Lifestyle

Autonomous Taxis Are Causing (Dangerous) Headaches For San Franciscans

In his book Autonorama, Peter Norton outlines a paradox inherent to autonomous vehicles: “Will it be risk averse, and drive so cautiously it frustrates its human occupants? Will it take chances, thereby offering its passengers a better ride?” According to Norton, if autonomous vehicles are programmed to be scrupulously deferential to risk, they become a mediocre product, out-performed by other modes of transportation. Conversely, the better programmed they are to take chances—whether with speed limits or obstacles—the greater the probability is that they will endanger other road users.

This article was written by Asia Mieleszko and originally published by Strong Towns.

For San Franciscans, the questions posed in Norton’s book are no longer theoretical. The city has spent the last half year grappling with how the latest fleet of autonomous vehicles negotiates risk on city streets. With evidence of autonomous vehicles disobeying traffic laws piling up, some residents are getting ahead of tragedy by protesting their proliferation. And according to one activist group, all it takes to disable a driverless car is placing a cone on its hood.

In a now-viral TikTok, Safe Street Rebel, a decentralized and largely anonymous activist group fighting for “car-free spaces, transit equity, and the end of car dominance,” detailed the demonstrated hazards of “robotaxis” and provided step-by-step instruction for immobilizing them.
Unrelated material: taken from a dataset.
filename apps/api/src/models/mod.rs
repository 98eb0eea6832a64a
pub mod resume;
They encouraged incensed San Franciscans to follow suit and share evidence of the disarmed driverless cars in what was dubbed, “The Week of Cone.”
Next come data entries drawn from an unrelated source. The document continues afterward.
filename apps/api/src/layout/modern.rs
//! Two-column layout: coloured sidebar with contact, skills and education;
//! main column with header, summary and experience.

use crate::content::template::TemplateKind;
use crate::content::view::ResumeView;
use crate::layout::components::{
    background, bullet_list, el, header_section, icon, or_empty, photo, text, Icon,
};
use crate::layout::tree::Element;

pub const SIDEBAR_WIDTH: &str = "75mm";
pub const MAX_TECHNICAL_SKILLS: usize = 6;
pub const MAX_SOFT_SKILLS: usize = 4;

pub fn render(view: &ResumeView) -> Element {
    el("div", "flex")
        .css("min-height", "297mm")
        .child(sidebar(view))
        .child(main_column(view))
}

fn sidebar(view: &ResumeView) -> Element {
    let panel = el("div", "text-white")
        .css("width", SIDEBAR_WIDTH)
        .css("padding", "24px");
    let panel = background(panel, &view.theme.header_background(TemplateKind::Modern));

    panel
        .child(photo_frame(view))
        .child(contact(view))
        .maybe_child(skills(view))
        .maybe_child(education(view))
}

fn photo_frame(view: &ResumeView) -> Element {
    let frame = el("div", "rounded-full overflow-hidden flex items-center justify-center")
        .css("width", "128px")
        .css("height", "128px")
        .css("margin", "0 auto 24px auto")
        .css("border", "4px solid rgba(255, 255, 255, 0.4)")
        .css("background-color", "rgba(255, 255, 255, 0.2)");

    match &view.profile_photo {
        Some(src) => frame.child(photo(src, "w-full").css("height", "100%")),
        None => frame.child(icon(Icon::User, 56).css("color", "rgba(255, 255, 255, 0.6)")),
    }
}

fn sidebar_heading(label: &str) -> Element {
    text("h3", "text-xs font-bold uppercase tracking-wider", label)
        .css("border-bottom", "1px solid rgba(255, 255, 255, 0.3)")
        .css("padding-bottom", "4px")
        .css("margin-bottom", "8px")
}

fn contact_row(kind: Icon, value: &str) -> Element {
    el("div", "flex items-center gap-2")
        .css("margin-bottom", "8px")
        .child(icon(kind, 14).css("opacity", "0.7"))
        .child(text("span", "text-xs", value))
}

fn contact(view: &ResumeView) -> Element {
    let email = view.header.email.as_deref().unwrap_or("email@example.com");
    el("div", "")
        .css("margin-bottom", "24px")
        .child(sidebar_heading("Contact"))
        .child(contact_row(Icon::Mail, email))
        .maybe_child(view.header.phone.as_deref().map(|p| contact_row(Icon::Phone, p)))
        .maybe_child(view.header.location.as_deref().map(|l| contact_row(Icon::MapPin, l)))
}

fn skill_dot(label: &str, dot_alpha: &str) -> Element {
    el("div", "text-xs flex items-center gap-2")
        .css("margin-bottom", "4px")
        .child(
            el("div", "rounded-full")
                .css("width", "6px")
                .css("height", "6px")
                .css("background-color", format!("rgba(255, 255, 255, {dot_alpha})")),
        )
        .text(label)
}

fn skills(view: &ResumeView) -> Option<Element> {
    let skills = view.skills.as_ref()?;
    if skills.technical().is_empty() && skills.soft().is_empty() {
        return None;
    }

    let mut block = el("div", "")
        .css("margin-bottom", "24px")
        .child(sidebar_heading("Skills"));

    if !skills.technical().is_empty() {
        block = block.child(el("div", "").children(
            skills
                .technical()
                .iter()
                .take(MAX_TECHNICAL_SKILLS)
                .map(|s| skill_dot(s, "0.6")),
        ));
    }
    if !skills.soft().is_empty() {
        block = block.child(
            el("div", "")
                .css("margin-top", "12px")
                .child(
                    text("p", "uppercase tracking-wide", "Soft Skills")
                        .css("font-size", "10px")
                        .css("opacity", "0.6"),
                )
                .children(
                    skills
                        .soft()
                        .iter()
                        .take(MAX_SOFT_SKILLS)
                        .map(|s| skill_dot(s, "0.4")),
                ),
        );
    }
    Some(block)
}

fn education(view: &ResumeView) -> Option<Element> {
    if view.education.is_empty() {
        return None;
    }
    let block = el("div", "")
        .child(sidebar_heading("Education"))
        .children(view.education.iter().map(|edu| {
            el("div", "text-xs")
                .css("margin-bottom", "8px")
                .child(text("p", "font-medium", or_empty(&edu.degree)))
                .child(text("p", "", or_empty(&edu.institution)).css("opacity", "0.7"))
                .child(text("p", "", or_empty(&edu.year)).css("opacity", "0.5"))
        }));
    Some(block)
}

fn main_column(view: &ResumeView) -> Element {
    let primary = view.theme.primary.as_str();
    let header = header_section(
        el("div", "")
            .css("margin-bottom", "24px")
            .child(text(
                "h1",
                "text-3xl font-bold text-gray-900",
                view.header.name.as_deref().unwrap_or("Your Name"),
            ))
            .child(
                text(
                    "p",
                    "text-lg",
                    view.header.title.as_deref().unwrap_or("Professional Title"),
                )
                .css("margin-top", "4px")
                .css("color", primary),
            ),
    );

    el("div", "flex-1")
        .css("padding", "32px")
        .child(header)
        .maybe_child(view.summary.as_deref().map(|summary| {
            el("div", "")
                .css("margin-bottom", "24px")
                .child(section_heading("Professional Summary", primary))
                .child(text("p", "text-sm text-gray-700 leading-relaxed", summary))
        }))
        .maybe_child((!view.experience.is_empty()).then(|| experience(view)))
}

fn section_heading(label: &str, primary: &str) -> Element {
    text("h2", "text-sm font-bold uppercase tracking-wider border-b-2", label)
        .css("color", primary)
        .css("border-color", primary)
        .css("padding-bottom", "4px")
        .css("margin-bottom", "8px")
}

fn experience(view: &ResumeView) -> Element {
    let primary = view.theme.primary.as_str();
    el("div", "")
        .child(section_heading("Work Experience", primary).css("break-inside", "avoid"))
        .children(view.experience.iter().map(|exp| {
            el("div", "")
                .css("margin-bottom", "16px")
                .child(
                    el("div", "flex justify-between items-baseline")
                        .child(text("h3", "font-semibold text-gray-900", or_empty(&exp.title)))
                        .child(text("span", "text-xs text-gray-500", or_empty(&exp.duration))),
                )
                .child(text("p", "text-sm", or_empty(&exp.company)).css("color", primary))
                .maybe_child((!exp.achievements.is_empty()).then(|| {
                    bullet_list("text-sm text-gray-600 list-disc", &exp.achievements)
                        .css("margin-top", "4px")
                }))
        }))
}

#[cfg(test)]
mod tests {
    use super::*;
    use crate::content::ContentAccessor;
    use serde_json::json;

    fn render_content(content: serde_json::Value) -> Element {
        render(&ContentAccessor::new(&content).view(None))
    }

    #[test]
    fn test_sidebar_caps_skills() {
        let tree = render_content(json!({
            "skills": {
                "technical": ["tech-1", "tech-2", "tech-3", "tech-4", "tech-5", "tech-6", "tech-7"],
                "soft": ["soft-1", "soft-2", "soft-3", "soft-4", "soft-5"]
            }
        }));
        let text = tree.text_content();
        assert!(text.contains("tech-6"));
        assert!(!text.contains("tech-7"));
        assert!(text.contains("soft-4"));
        assert!(!text.contains("soft-5"));
    }

    #[test]
    fn test_sidebar_uses_gradient_background() {
        let tree = render_content(json!({ "primaryColor": "#123456", "secondaryColor": "#654321" }));
        let sidebar = tree.at(&[0]).unwrap();
        assert_eq!(sidebar.style.get("width"), Some("75mm"));
        assert_eq!(
            sidebar.style.get("background-image"),
            Some("linear-gradient(135deg, #123456, #654321)")
        );
    }

    fn headings(tree: &Element) -> Vec<String> {
        tree.element_paths()
            .iter()
            .filter_map(|p| tree.at(p))
            .filter(|e| matches!(e.tag.as_str(), "h2" | "h3"))
            .map(Element::text_content)
            .collect()
    }

    #[test]
    fn test_empty_sections_are_omitted() {
        let tree = render_content(json!({ "name": "Jane" }));
        let text = tree.text_content();
        assert!(text.contains("Jane"));
        assert!(!text.contains("Professional Summary"));
        assert!(!text.contains("Work Experience"));

        let headings = headings(&tree);
        assert_eq!(headings, vec!["Contact".to_string()]);
    }

    #[test]
    fn test_skills_block_needs_technical_or_soft_entries() {
        for skills in [
            json!({ "technical": [], "soft": [] }),
            json!({ "languages": ["Tagalog"] }),
            json!(["Excel"]),
            json!([{ "name": "Excel" }]),
        ] {
            let tree = render_content(json!({ "skills": skills }));
            assert!(!headings(&tree).contains(&"Skills".to_string()), "{skills}");
        }

        let tree = render_content(json!({ "skills": { "soft": ["Empathy"] } }));
        assert!(headings(&tree).contains(&"Skills".to_string()));
    }

    #[test]
    fn test_education_heading_only_with_entries() {
        let tree = render_content(json!({ "education": [{ "degree": "BSIT" }] }));
        assert!(headings(&tree).contains(&"Education".to_string()));
        assert!(tree.text_content().contains("BSIT"));
    }

    #[test]
    fn test_placeholder_icon_without_photo() {
        let tree = render_content(json!({}));
        assert_eq!(tree.count(|e| e.tag == "img"), 0);
        assert!(tree.count(|e| e.tag == "svg") >= 1);

        let tree = render_content(json!({ "profilePhoto": "https://cdn.example.com/p.png" }));
        assert_eq!(tree.count(|e| e.tag == "img"), 1);
    }

    #[test]
    fn test_all_achievements_rendered() {
        let tree = render_content(json!({ "experience": [
            { "title": "Lead", "achievements": ["1", "2", "3", "4", "5", "6"] }
        ]}));
        assert_eq!(tree.count(|e| e.tag == "li"), 6);
    }
}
“We’re not damaging anyone’s property,” one of the group’s organizers told The Guardian. “It’s very fixable, but it is a funny and effective tactic that has really resonated.” The video came out in advance of a vote that would cement the ability for autonomous vehicles to expand their operations across the peninsula.

As of publication, the area’s principal autonomous vehicle companies, Waymo and Cruise, operate a limited ride-hailing service. The former only possesses the authorization to charge for rides with a “safety driver” present behind the wheel and both effectively restrain their services to downtown San Francisco. However, the two companies have been pushing the California Public Utilities Commission (CPUC) to allow driverless ride-hailing to operate 24/7. The vote, originally scheduled for July 13, has been delayed until August at the request of a CPUC commissioner.
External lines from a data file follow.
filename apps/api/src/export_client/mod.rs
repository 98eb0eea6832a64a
//! Export service client: hands print snapshots to the HTML→PDF service.
//!
//! One POST per export, JSON body `{ html, fileName }`, binary document back.
//! Failures are classified as transport, timeout or service errors; the
//! service's own error text is surfaced when it sends any. No retries.

use std::time::Duration;

use bytes::Bytes;
use reqwest::{header::CONTENT_TYPE, Client, StatusCode};
use serde::Serialize;
use serde_json::Value;
use thiserror::Error;
use tracing::{debug, info, warn};

pub const DEFAULT_TIMEOUT: Duration = Duration::from_secs(60);
const DEFAULT_CONTENT_TYPE: &str = "application/pdf";

const TIMEOUT_MESSAGE: &str =
    "PDF generation timed out. The resume might be too complex. Please try again or contact support.";
const NETWORK_MESSAGE: &str =
    "Network error: Could not connect to the PDF generation service. Please check if the server is running.";
const BROWSER_MISSING_MESSAGE: &str =
    "PDF generation failed: the export service could not start its browser. Please try again later.";

#[derive(Debug, Error)]
pub enum ExportError {
    #[error("Network error: {0}")]
    Network(String),

    #[error("Export request timed out after {0:?}")]
    Timeout(Duration),

    #[error("Export service error (status {status}): {message}")]
    Service { status: u16, message: String },
}

impl ExportError {
    /// Text shown to the person who asked for the export.
    pub fn user_message(&self) -> String {
        match self {
            ExportError::Timeout(_) => TIMEOUT_MESSAGE.to_string(),
            ExportError::Network(_) => NETWORK_MESSAGE.to_string(),
            ExportError::Service { message, .. } => {
                let lower = message.to_ascii_lowercase();
                if lower.contains("timeout") || lower.contains("timed out") {
                    TIMEOUT_MESSAGE.to_string()
                } else if [
                    "failed to launch browser",
                    "could not find chrome",
                    "browser was not found",
                ]
                .iter()
                .any(|needle| lower.contains(needle))
                {
                    BROWSER_MISSING_MESSAGE.to_string()
                } else {
                    format!("Error generating PDF: {message}")
                }
            }
        }
    }
}

#[derive(Debug, Serialize)]
#[serde(rename_all = "camelCase")]
struct ExportRequest<'a> {
    html: &'a str,
    file_name: &'a str,
}

/// Document returned by the export service.
#[derive(Debug, Clone)]
pub struct ExportedDocument {
    pub file_name: String,
    pub content_type: String,
    pub bytes: Bytes,
}

#[derive(Clone)]
pub struct ExportClient {
    client: Client,
    endpoint: String,
    timeout: Duration,
}

impl ExportClient {
    pub fn new(endpoint: impl Into<String>, timeout: Duration) -> Result<Self, reqwest::Error> {
        Ok(Self {
            client: Client::builder().timeout(timeout).build()?,
            endpoint: endpoint.into(),
            timeout,
        })
    }

    pub fn endpoint(&self) -> &str {
        &self.endpoint
    }

    /// Sends one snapshot for conversion and returns the produced document.
    pub async fn export(&self, html: &str, file_name: &str) -> Result<ExportedDocument, ExportError> {
        debug!(
            endpoint = %self.endpoint,
            file_name,
            html_bytes = html.len(),
            "sending export request"
        );

        let response = self
            .client
            .post(&self.endpoint)
            .json(&ExportRequest { html, file_name })
            .send()
            .await
            .map_err(|e| self.classify(e))?;

        let status = response.status();
        if !status.is_success() {
            let body = response.text().await.unwrap_or_default();
            let message = service_error_message(status, &body);
            warn!(status = status.as_u16(), %message, "export service rejected request");
            return Err(ExportError::Service {
                status: status.as_u16(),
                message,
            });
        }

        let content_type = response
            .headers()
            .get(CONTENT_TYPE)
            .and_then(|v| v.to_str().ok())
            .unwrap_or(DEFAULT_CONTENT_TYPE)
            .to_string();
        let bytes = response.bytes().await.map_err(|e| self.classify(e))?;

        info!(file_name, size_bytes = bytes.len(), "export completed");
        Ok(ExportedDocument {
            file_name: file_name.to_string(),
            content_type,
            bytes,
        })
    }

    fn classify(&self, err: reqwest::Error) -> ExportError {
        if err.is_timeout() {
            ExportError::Timeout(self.timeout)
        } else {
            ExportError::Network(err.to_string())
        }
    }
}

/// Best error text from a failed export response.
///
/// A JSON body yields `details`, `hint`, `error` or `message` (first present).
/// A non-JSON body is used as-is. An empty body gets a status-based message.
pub fn service_error_message(status: StatusCode, body: &str) -> String {
    let body = body.trim();
    if !body.is_empty() {
        return match serde_json::from_str::<Value>(body) {
            Ok(json) => ["details", "hint", "error", "message"]
                .iter()
                .find_map(|key| json.get(*key).and_then(message_text))
                .unwrap_or_else(|| status_message(status)),
            Err(_) => body.to_string(),
        };
    }
    status_message(status)
}

fn message_text(value: &Value) -> Option<String> {
    match value {
        Value::String(s) if !s.trim().is_empty() => Some(s.clone()),
        Value::Object(_) => value.get("message").and_then(message_text),
        _ => None,
    }
}

fn status_message(status: StatusCode) -> String {
    match status {
        StatusCode::PAYLOAD_TOO_LARGE => {
            "Resume is too large to export (413 Payload Too Large). Try removing the profile photo or shortening sections."
                .to_string()
        }
        StatusCode::GATEWAY_TIMEOUT => {
            "PDF generation timed out (504 Gateway Timeout).".to_string()
        }
        _ => format!(
            "Server returned {}: {}",
            status.as_u16(),
            status.canonical_reason().unwrap_or("Unknown error")
        ),
    }
}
Since May 2022, the city’s fire department registered at least 66 incidents wherein autonomous vehicles interfered with firetrucks, according to The Washington Post. In one case, an autonomous Cruise vehicle “created an obstruction for a San Francisco Fire Department vehicle on its way to a 3-alarm fire,” and in another, the autonomous vehicle “ran over a fire hose that was in use at an active fire scene,” according to The Verge.

The California Department of Motor Vehicles has logged nearly 75 collisions involving autonomous vehicles in 2023 alone. Those collisions include one referenced in Safe Street Rebel’s video, in which an autonomous Waymo vehicle killed a dog. A “safety driver” was present in that instance.

Perhaps the greatest testament to discontent with and distrust of autonomous vehicles is how every snapshot of their dysfunction instantaneously goes viral on social media. Media of vehicles inexplicably stalling, generating traffic jams, being confused by construction, and nearly running pedestrians over have racked up hundreds of comments and even more concern over the proliferation of the technology. “They’re not ready for prime time,” San Francisco Fire Chief Jeanine Nicholson told the Los Angeles Times.

When it comes to city streets, Safe Street Rebel hopes prime time never comes. They refute Waymo and Cruise’s promises that autonomous vehicle technology will alleviate congestion and reduce crashes, instead noting the opposite is already in effect. Furthermore, concentrating on autonomous vehicle technologies is not only a costly way to invent new risks, but it fundamentally misses the opportunity to orient our cities away from car dependency. And as Chuck Marohn put it, “Automated vehicle technology will do nothing to make our streets better places to be and, if we continue to have blind faith in it, has the very real chance of setting our cities back another generation.”